What causes thrombocytopenia in pregnancy?

Gestational thrombocytopenia is caused by natural changes that occur in the body during pregnancy. When you are pregnant, your body increases blood volume, which causes blood thinning. This happens when the plasma increases while the platelet count remains the same. This results in a low platelet count per microliter of blood.

In addition to hemodilution, increased blood volume can also cause the spleen to enlarge. When this happens, the enlarged spleen traps and destroys more platelet cells during the filtration process.

How is thrombocytopenia in pregnancy treated?

There is no specific treatment for gestational thrombocytopenia, nor does it require any treatment, as it does not produce bleeding problems or any other problems with labor, delivery, or the baby.

Does gestational thrombocytopenia affect the baby?

No, gestational thrombocytopenia does not pose a risk to you or your baby.

generalize

Pregnancy thrombocytopenia is usually a natural phenomenon of pregnancy.
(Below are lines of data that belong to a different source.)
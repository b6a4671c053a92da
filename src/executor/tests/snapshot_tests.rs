//! Persistence: program and snapshot round trips through bytes

use pretty_assertions::assert_eq;

use super::helpers::{compile_with, str_value};
use crate::error::{FormatError, UsageError};
use crate::program::Program;
use crate::snapshot::{ExternalResult, FutureSnapshot, Progress, Snapshot};
use crate::value::Value;

#[test]
fn program_round_trip_executes_identically() {
    let program = compile_with("external_add(x, 10) * 2", &["x"], &["external_add"]);
    let restored = Program::load(&program.dump()).unwrap();
    assert_eq!(restored.input_names(), program.input_names());
    assert_eq!(restored.external_functions(), program.external_functions());

    let drive = |program: &Program| {
        let progress = program.start(vec![Value::Int(11)]).unwrap();
        let (name, args, _, call_id, _, mut snapshot) = progress.into_function_call().unwrap();
        let done = snapshot
            .resume(call_id, ExternalResult::Return(Value::Int(21)))
            .unwrap();
        (name, args, done.into_complete().unwrap())
    };
    assert_eq!(drive(&program), drive(&restored));
}

#[test]
fn snapshot_round_trip_resumes_identically() {
    let program = compile_with("add_one(x)", &["x"], &["add_one"]);
    let progress = program.start(vec![Value::Int(5)]).unwrap();
    let (_, _, _, call_id, _, mut original) = progress.into_function_call().unwrap();

    let bytes = original.dump().unwrap();
    let mut restored = Snapshot::load(&bytes).unwrap();
    assert_eq!(restored.call_id(), Some(call_id));

    let from_original = original
        .resume(call_id, ExternalResult::Return(Value::Int(11)))
        .unwrap()
        .into_complete();
    let from_restored = restored
        .resume(call_id, ExternalResult::Return(Value::Int(11)))
        .unwrap()
        .into_complete();
    assert_eq!(from_original, from_restored);
}

#[test]
fn dump_does_not_consume() {
    let program = compile_with("probe()", &[], &["probe"]);
    let progress = program.start(vec![]).unwrap();
    let (_, _, _, call_id, _, mut snapshot) = progress.into_function_call().unwrap();

    // Checkpoint twice, then keep using the live handle.
    let first = snapshot.dump().unwrap();
    let second = snapshot.dump().unwrap();
    assert_eq!(first, second);

    let done = snapshot
        .resume(call_id, ExternalResult::Return(str_value("live")))
        .unwrap();
    assert_eq!(done.into_complete(), Some(str_value("live")));
}

#[test]
fn consumed_snapshot_cannot_be_dumped() {
    let program = compile_with("probe()", &[], &["probe"]);
    let progress = program.start(vec![]).unwrap();
    let (_, _, _, call_id, _, mut snapshot) = progress.into_function_call().unwrap();

    snapshot
        .resume(call_id, ExternalResult::Return(Value::Null))
        .unwrap();
    assert_eq!(snapshot.dump().unwrap_err(), UsageError::AlreadyConsumed);
}

#[test]
fn snapshot_survives_a_mid_loop_checkpoint() {
    let source = r#"
        let total = 0
        let i = 0
        while i < 3 {
            total += step(i)
            i += 1
        }
        total
    "#;
    let program = compile_with(source, &[], &["step"]);
    let mut progress = program.start(vec![]).unwrap();

    loop {
        match progress {
            Progress::FunctionCall {
                args,
                call_id,
                snapshot,
                ..
            } => {
                // Simulate a process restart at every boundary.
                let bytes = snapshot.dump().unwrap();
                let mut restored = Snapshot::load(&bytes).unwrap();
                let Value::Int(i) = args[0] else {
                    panic!("expected an int argument");
                };
                progress = restored
                    .resume(call_id, ExternalResult::Return(Value::Int(i * 10)))
                    .unwrap();
            }
            Progress::Complete(value) => {
                assert_eq!(value, Value::Int(30));
                return;
            }
            other => panic!("unexpected progress: {other:?}"),
        }
    }
}

#[test]
fn future_snapshot_round_trip() {
    let source = r#"
        let a = fetch(1)
        let b = fetch(2)
        gather(a, b)
    "#;
    let program = compile_with(source, &[], &["fetch"]);
    let mut progress = program.start(vec![]).unwrap();
    loop {
        match progress {
            Progress::FunctionCall {
                call_id,
                mut snapshot,
                ..
            } => progress = snapshot.resume(call_id, ExternalResult::Future).unwrap(),
            Progress::AwaitingFutures { pending, snapshot } => {
                let bytes = snapshot.dump().unwrap();
                let mut restored = FutureSnapshot::load(&bytes).unwrap();
                assert_eq!(restored.pending_call_ids(), &pending[..]);

                let results = pending
                    .iter()
                    .map(|id| (*id, ExternalResult::Return(Value::Int(id.raw() as i64))))
                    .collect();
                let done = restored.resume(results).unwrap();
                assert_eq!(
                    done.into_complete(),
                    Some(Value::List(vec![
                        Value::Int(pending[0].raw() as i64),
                        Value::Int(pending[1].raw() as i64),
                    ]))
                );
                return;
            }
            other => panic!("unexpected progress: {other:?}"),
        }
    }
}

#[test]
fn garbage_bytes_are_rejected() {
    assert_eq!(Program::load(b"not a program").unwrap_err(), FormatError::Header);
    assert_eq!(Snapshot::load(b"").unwrap_err(), FormatError::Header);
}

#[test]
fn kind_confusion_is_rejected() {
    let program = compile_with("probe()", &[], &["probe"]);
    let progress = program.start(vec![]).unwrap();
    let (_, _, _, _, _, snapshot) = progress.into_function_call().unwrap();
    let bytes = snapshot.dump().unwrap();

    assert_eq!(
        Program::load(&bytes).unwrap_err(),
        FormatError::Kind {
            expected: "program",
            found: "snapshot",
        }
    );
    assert!(matches!(
        FutureSnapshot::load(&bytes).unwrap_err(),
        FormatError::Kind { .. }
    ));
}

#[test]
fn truncated_payload_is_corrupt() {
    let program = compile_with("1 + 1", &[], &[]);
    let mut bytes = program.dump();
    bytes.truncate(bytes.len() / 2);
    assert!(matches!(
        Program::load(&bytes).unwrap_err(),
        FormatError::Corrupt(_)
    ));
}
Your doctor will monitor your platelets during your pregnancy and recommend any treatment needed. If your platelet count is below 80,000 per microliter of blood, your thrombocytopenia may be due to other causes.

VigorTip words

Pregnancy is a time of rapid change and can be fraught with uncertainty. Talk to your doctor if you notice symptoms of thrombocytopenia, such as bleeding gums or frequent bruising. Being diagnosed with gestational thrombocytopenia can be scary, but keep in mind that most women experience a temporary low platelet count towards the end of their pregnancy. It is helpful to remember that gestational thrombocytopenia is usually mild and resolves on its own after delivery.